Updated, Jan 2, 2018, 2:52 p.m., to include performance of landed property prices in 4Q2017 and additional responses from consultants.

 

Based on flash estimates released by URA on Jan 2, the private residential property index rose by 1.0 point to 138.6 points in 4Q2017, from 137.6 points in 3Q2017. This works out to be a 0.7% q-o-q increase, following the 0.7% increase in 3Q2017.

Property prices for the whole of 2017 rose by 1%. This marks the first y-o-y increase in prices since 2013. Prices fell y-o-y by 3.1% in 2016, 3.7% in 2015, and 4.0% in 2014.

Lee Nai Jia, head of research at Edmund Tie & Company (ET&Co) attributes the full-year increase in private residential property prices to, among other factors, the easing of cooling measures, bullish bids for Government Land Sales (GLS) and collective sale sites, as well as the stronger economic outlook toward the end of the year.

Prices of non-landed private residential properties in the Core Central Region (CCR) saw the strongest growth, rising by 1.6% in 4Q2017, compared with a 0.1% increase in 3Q2017.

“Based on caveats lodged with URA, some projects that contributed to the price growth in 4Q2018 were Martin Modern, Gramercy Park and Sophia Hills, which saw median prices rise q-o-q by 8.3%, 4.0% and 1.8%, respectively,” comments Tricia Song, head of research for Singapore at Colliers International. 

Meanwhile, prices in the Rest of Central Region (RCR) and the Outside Central Region (OCR) rose q-o-q by to 0.2% and 0.6% in 4Q2017, respectively, after registering a 0.5% and 0.8% increase in 3Q2017.

Landed property prices rose by 0.6% in 4Q2017, compared with a 1.2% increase in 3Q2017.

For the whole of 2017, prices of non-landed private residential properties in the CCR, RCR and OCR rose by 0.8%, 1.6% and 1.2% respectively, following a decline of 1.2%, 2.8% and 3.4% in 2016.

Colliers’ Song notes that overall private residential property prices for 2017 are 10.3% below the 2013 peak. “We expect overall private home prices to rise 5% in 2018, barring unforeseen events,” she says.

According to URA, flash estimates were calculated based on transaction prices given in contracts submitted for stamp duty payment as well as developer sales data up till mid-December.
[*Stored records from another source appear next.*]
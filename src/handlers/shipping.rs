use axum::{
    extract::{Query, State},
    response::Json,
};
use serde::{Deserialize, Serialize};
use utoipa::{IntoParams, ToSchema};

use crate::{
    carriers::{CarrierCode, PickupPoint, RateRequest, ShippingRate},
    errors::ServiceError,
    ApiResponse, ApiResult, AppState,
};

#[derive(Debug, Deserialize, IntoParams)]
#[into_params(parameter_in = Query)]
pub struct RateQuery {
    /// Total weight in kilograms
    pub weight: f64,
    /// Destination postal code
    pub postal_code: String,
    /// Destination country, defaults to the sender's country
    pub country_code: Option<String>,
    /// Quote locker delivery instead of door delivery
    #[serde(default)]
    pub pickup_point: bool,
}

#[derive(Debug, Deserialize, IntoParams)]
#[into_params(parameter_in = Query)]
pub struct PickupPointQuery {
    pub postcode: String,
}

#[derive(Debug, Serialize, ToSchema)]
pub struct ProviderInfo {
    pub id: CarrierCode,
    pub name: String,
}

#[utoipa::path(
    get,
    path = "/shipping/rates",
    params(RateQuery),
    responses(
        (status = 200, description = "Quotes from every available carrier", body = ApiResponse<Vec<ShippingRate>>),
        (status = 400, description = "Invalid weight or postal code", body = crate::errors::ErrorResponse)
    ),
    tag = "shipping"
)]
pub async fn rates(
    State(state): State<AppState>,
    Query(query): Query<RateQuery>,
) -> ApiResult<Vec<ShippingRate>> {
    if !(query.weight.is_finite() && query.weight > 0.0) {
        return Err(ServiceError::ValidationError(
            "weight must be a positive number".to_string(),
        ));
    }
    if query.postal_code.trim().is_empty() {
        return Err(ServiceError::ValidationError(
            "postal_code is required".to_string(),
        ));
    }

    let company = &state.config.carriers.company;
    let request = RateRequest {
        from_postal_code: company.postal_code.clone(),
        to_postal_code: query.postal_code.trim().to_string(),
        to_country_code: query
            .country_code
            .unwrap_or_else(|| company.country_code.clone()),
        weight: query.weight,
        pickup_point: query.pickup_point,
    };

    let mut rates = state.services.carriers.quote_rates(&request).await;
    rates.sort_by(|a, b| a.price.cmp(&b.price));
    Ok(Json(ApiResponse::success(rates)))
}

#[utoipa::path(
    get,
    path = "/shipping/pickup-points",
    params(PickupPointQuery),
    responses(
        (status = 200, description = "BoxNow lockers near the postcode", body = ApiResponse<Vec<PickupPoint>>),
        (status = 400, description = "BoxNow is not configured", body = crate::errors::ErrorResponse),
        (status = 502, description = "Carrier unavailable", body = crate::errors::ErrorResponse)
    ),
    tag = "shipping"
)]
pub async fn pickup_points(
    State(state): State<AppState>,
    Query(query): Query<PickupPointQuery>,
) -> ApiResult<Vec<PickupPoint>> {
    let points = state
        .services
        .carriers
        .pickup_points(query.postcode.trim())
        .await?;
    Ok(Json(ApiResponse::success(points)))
}

#[utoipa::path(
    get,
    path = "/shipping/providers",
    responses(
        (status = 200, description = "Configured carriers", body = ApiResponse<Vec<ProviderInfo>>)
    ),
    tag = "shipping"
)]
pub async fn providers(State(state): State<AppState>) -> ApiResult<Vec<ProviderInfo>> {
    let providers = state
        .services
        .carriers
        .codes()
        .into_iter()
        .map(|code| ProviderInfo {
            id: code,
            name: code.display_name().to_string(),
        })
        .collect();
    Ok(Json(ApiResponse::success(providers)))
}
use chrono::{DateTime, Utc};
use sea_orm::entity::prelude::*;
use serde::{Deserialize, Serialize};

/// A pending outbound webhook delivery
#[derive(Clone, Debug, PartialEq, DeriveEntityModel, Serialize, Deserialize)]
#[sea_orm(table_name = "webhook_retries")]
pub struct Model {
    #[sea_orm(primary_key, auto_increment = false)]
    pub id: Uuid,
    pub endpoint: String,
    /// JSON document posted as the request body
    #[sea_orm(column_type = "Text")]
    pub payload: String,
    pub attempts: i32,
    pub max_attempts: i32,
    pub next_retry: DateTime<Utc>,
    #[sea_orm(column_type = "Text", nullable)]
    pub last_error: Option<String>,
    pub created_at: DateTime<Utc>,
}

#[derive(Copy, Clone, Debug, EnumIter, DeriveRelation)]
pub enum Relation {}

impl ActiveModelBehavior for ActiveModel {}
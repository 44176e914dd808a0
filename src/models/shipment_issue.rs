use chrono::{DateTime, Utc};
use sea_orm::entity::prelude::*;
use serde::{Deserialize, Serialize};

pub const ISSUE_TYPE_DELAY: &str = "delay";

#[derive(Clone, Debug, PartialEq, DeriveEntityModel, Serialize, Deserialize)]
#[sea_orm(table_name = "shipment_issues")]
pub struct Model {
    #[sea_orm(primary_key, auto_increment = false)]
    pub id: Uuid,

    pub shipment_id: Uuid,

    pub issue_type: String,

    pub description: String,

    pub created_at: DateTime<Utc>,

    pub resolved_at: Option<DateTime<Utc>>,

    pub resolution: Option<String>,
}

#[derive(Copy, Clone, Debug, EnumIter, DeriveRelation)]
pub enum Relation {
    #[sea_orm(
        belongs_to = "super::shipment::Entity",
        from = "Column::ShipmentId",
        to = "super::shipment::Column::Id",
        on_delete = "Cascade"
    )]
    Shipment,
}

impl Related<super::shipment::Entity> for Entity {
    fn to() -> RelationDef {
        Relation::Shipment.def()
    }
}

impl ActiveModelBehavior for ActiveModel {}

impl Model {
    pub fn is_open(&self) -> bool {
        self.resolved_at.is_none()
    }
}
Meanwhile, based on flash estimates released by HDB on Jan 2, the resale price index for public housing decreased from 132.8 points in 3Q2017 to 132.6 points in 4Q2017. This translates into a 0.2% decrease in prices, compared with a 0.7% decline in 3Q2017.

According to Eugene Lim, key executive officer of ERA Realty, resale prices of HDB flats saw a 1.5% y-o-y decline in 2017. Lim attributes this to, among other factors, a reported announcement by minister for national development Lawrence Wong in March that not all ageing HDB flats will undergo the Selective En-Bloc Redevelopment Scheme (SERS).

“Flats excluded from the scheme will have to be returned to the state, which makes older resale HDB flats less appealing to buyers,” notes Lim.

HDB will offer approximately 3,600 new flats in the first Build-to-Order (BTO) exercise this year, which is slated for launch in February. The flats will be located in Tampines, Woodlands, Choa Chu Kang and Geylang.

URA and HDB will release the full and updated set of real estate statistics on Jan 26.